(Beginning of PROVIDED DATA)
//! SDK heartbeat monitoring.
//!
//! The SDK posts `cdHeartbeat` messages while it runs. The monitor remembers the
//! latest status and checks it on an interval for a fixed number of attempts.
//! Unhealthy results produce a [`HeartbeatReport`] for the scoring API; sending it
//! is the host's job.

use std::cell::RefCell;
use std::rc::{Rc, Weak};

use bcsdk_protocol::{HeartbeatReport, HeartbeatStatus, InboundMessage};
use serde::Serialize;
use tracing::{debug, info, warn};

use crate::config::HeartbeatConfig;
use crate::event_loop::{EventLoop, TimerId};
use crate::sdk::InboundListener;

#[derive(Debug, Clone, PartialEq, Eq, Serialize)]
#[serde(rename_all = "snake_case")]
pub enum HeartbeatVerdict {
    /// No check has concluded anything yet.
    Pending,
    Healthy,
    Errors(Vec<i64>),
    /// No heartbeat arrived before the last check: the script is blocked.
    Unavailable,
}

/// Identity fields copied into every report.
#[derive(Debug, Clone, Default, PartialEq, Eq)]
pub struct ReportContext {
    pub uuid: Option<String>,
    pub customer_session_id: Option<String>,
    pub brand: Option<String>,
    pub customer_id: Option<String>,
    pub user_agent: Option<String>,
}

impl ReportContext {
    fn fill(&self, mut report: HeartbeatReport) -> HeartbeatReport {
        report.uuid = self.uuid.clone();
        report.customer_session_id = self.customer_session_id.clone();
        report.brand = self.brand.clone();
        report.customer_id = self.customer_id.clone();
        report.user_agent = self.user_agent.clone();
        report
    }
}

struct MonitorState {
    received: u32,
    last_status: Option<HeartbeatStatus>,
    attempts_left: u32,
    verdict: HeartbeatVerdict,
    context: ReportContext,
    reports: Vec<HeartbeatReport>,
    timer: Option<TimerId>,
}

struct Monitor {
    event_loop: EventLoop,
    state: RefCell<MonitorState>,
}

impl Monitor {
    fn check(&self) {
        let mut state = self.state.borrow_mut();
        state.attempts_left = state.attempts_left.saturating_sub(1);
        let last_attempt = state.attempts_left == 0;

        if last_attempt && state.received == 0 {
            warn!("No SDK heartbeat received, script blocked or unavailable");
            let report = state.context.fill(HeartbeatReport::js_unavailable());
            state.reports.push(report);
            state.verdict = HeartbeatVerdict::Unavailable;
        }

        match state.last_status.clone() {
            Some(status) if status.is_ok() => {
                info!(received = state.received, "Heartbeat status is Ok");
                state.verdict = HeartbeatVerdict::Healthy;
            }
            Some(HeartbeatStatus::Errors(codes)) => {
                for code in &codes {
                    warn!(code, "SDK heartbeat error");
                }
                let report = state.context.fill(HeartbeatReport::errors(&codes));
                state.reports.push(report);
                state.verdict = HeartbeatVerdict::Errors(codes);
            }
            Some(HeartbeatStatus::Text(text)) => {
                debug!(status = %text, "Unrecognized heartbeat status");
            }
            None => {}
        }

        let timer = if last_attempt { state.timer.take() } else { None };
        drop(state);
        if let Some(timer) = timer {
            self.event_loop.clear(timer);
        }
    }
}

impl Drop for Monitor {
    fn drop(&mut self) {
        if let Some(timer) = self.state.get_mut().timer.take() {
            self.event_loop.clear(timer);
        }
    }
}

/// Listens for heartbeats and runs the periodic checks. Clones share state.
#[derive(Clone)]
pub struct HeartbeatMonitor {
    monitor: Rc<Monitor>,
}

impl HeartbeatMonitor {
    pub fn start(config: &HeartbeatConfig, event_loop: EventLoop) -> Self {
        let monitor = Rc::new(Monitor {
            event_loop: event_loop.clone(),
            state: RefCell::new(MonitorState {
                received: 0,
                last_status: None,
                attempts_left: config.max_check_attempts,
                verdict: HeartbeatVerdict::Pending,
                context: ReportContext::default(),
                reports: Vec::new(),
                timer: None,
            }),
        });

        if config.max_check_attempts > 0 {
            let weak: Weak<Monitor> = Rc::downgrade(&monitor);
            let timer = event_loop.set_interval(config.interval(), move || {
                if let Some(monitor) = weak.upgrade() {
                    monitor.check();
                }
            });
            monitor.state.borrow_mut().timer = Some(timer);
        }

        HeartbeatMonitor { monitor }
    }

    pub fn set_customer_session_id(&self, csid: &str) {
        self.monitor.state.borrow_mut().context.customer_session_id = Some(csid.to_string());
    }

    pub fn set_brand(&self, brand: &str) {
        self.monitor.state.borrow_mut().context.brand = Some(brand.to_string());
    }

    pub fn set_context(&self, context: ReportContext) {
        self.monitor.state.borrow_mut().context = context;
    }

    pub fn received(&self) -> u32 {
        self.monitor.state.borrow().received
    }

    pub fn verdict(&self) -> HeartbeatVerdict {
        self.monitor.state.borrow().verdict.clone()
    }

    /// Reports produced so far, oldest first.
    pub fn reports(&self) -> Vec<HeartbeatReport> {
        self.monitor.state.borrow().reports.clone()
    }

    pub fn is_checking(&self) -> bool {
        let timer = self.monitor.state.borrow().timer;
        timer.is_some_and(|id| self.monitor.event_loop.is_pending(id))
    }
}

impl InboundListener for HeartbeatMonitor {
    fn on_message(&self, message: &InboundMessage) {
        if let InboundMessage::Heartbeat { data } = message {
            let mut state = self.monitor.state.borrow_mut();
            state.received += 1;
            state.last_status = Some(data.clone());
        }
    }
}

impl std::fmt::Debug for HeartbeatMonitor {
    fn fmt(&self, f: &mut std::fmt::Formatter<'_>) -> std::fmt::Result {
        let state = self.monitor.state.borrow();
        f.debug_struct("HeartbeatMonitor")
            .field("received", &state.received)
            .field("attempts_left", &state.attempts_left)
            .field("verdict", &state.verdict)
            .finish()
    }
}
(End of PROVIDED DATA)
* [GOAL OF THE EXERCISE]: Nothing but the lines from the top of the entries above through the line with "report = state.context.fill(HeartbeatReport::js_unavailable());" should be set down, each exactly as written.

* [ANSWER TO THE EXERCISE]:
//! SDK heartbeat monitoring.
//!
//! The SDK posts `cdHeartbeat` messages while it runs. The monitor remembers the
//! latest status and checks it on an interval for a fixed number of attempts.
//! Unhealthy results produce a [`HeartbeatReport`] for the scoring API; sending it
//! is the host's job.

use std::cell::RefCell;
use std::rc::{Rc, Weak};

use bcsdk_protocol::{HeartbeatReport, HeartbeatStatus, InboundMessage};
use serde::Serialize;
use tracing::{debug, info, warn};

use crate::config::HeartbeatConfig;
use crate::event_loop::{EventLoop, TimerId};
use crate::sdk::InboundListener;

#[derive(Debug, Clone, PartialEq, Eq, Serialize)]
#[serde(rename_all = "snake_case")]
pub enum HeartbeatVerdict {
    /// No check has concluded anything yet.
    Pending,
    Healthy,
    Errors(Vec<i64>),
    /// No heartbeat arrived before the last check: the script is blocked.
    Unavailable,
}

/// Identity fields copied into every report.
#[derive(Debug, Clone, Default, PartialEq, Eq)]
pub struct ReportContext {
    pub uuid: Option<String>,
    pub customer_session_id: Option<String>,
    pub brand: Option<String>,
    pub customer_id: Option<String>,
    pub user_agent: Option<String>,
}

impl ReportContext {
    fn fill(&self, mut report: HeartbeatReport) -> HeartbeatReport {
        report.uuid = self.uuid.clone();
        report.customer_session_id = self.customer_session_id.clone();
        report.brand = self.brand.clone();
        report.customer_id = self.customer_id.clone();
        report.user_agent = self.user_agent.clone();
        report
    }
}

struct MonitorState {
    received: u32,
    last_status: Option<HeartbeatStatus>,
    attempts_left: u32,
    verdict: HeartbeatVerdict,
    context: ReportContext,
    reports: Vec<HeartbeatReport>,
    timer: Option<TimerId>,
}

struct Monitor {
    event_loop: EventLoop,
    state: RefCell<MonitorState>,
}

impl Monitor {
    fn check(&self) {
        let mut state = self.state.borrow_mut();
        state.attempts_left = state.attempts_left.saturating_sub(1);
        let last_attempt = state.attempts_left == 0;

        if last_attempt && state.received == 0 {
            warn!("No SDK heartbeat received, script blocked or unavailable");
            let report = state.context.fill(HeartbeatReport::js_unavailable());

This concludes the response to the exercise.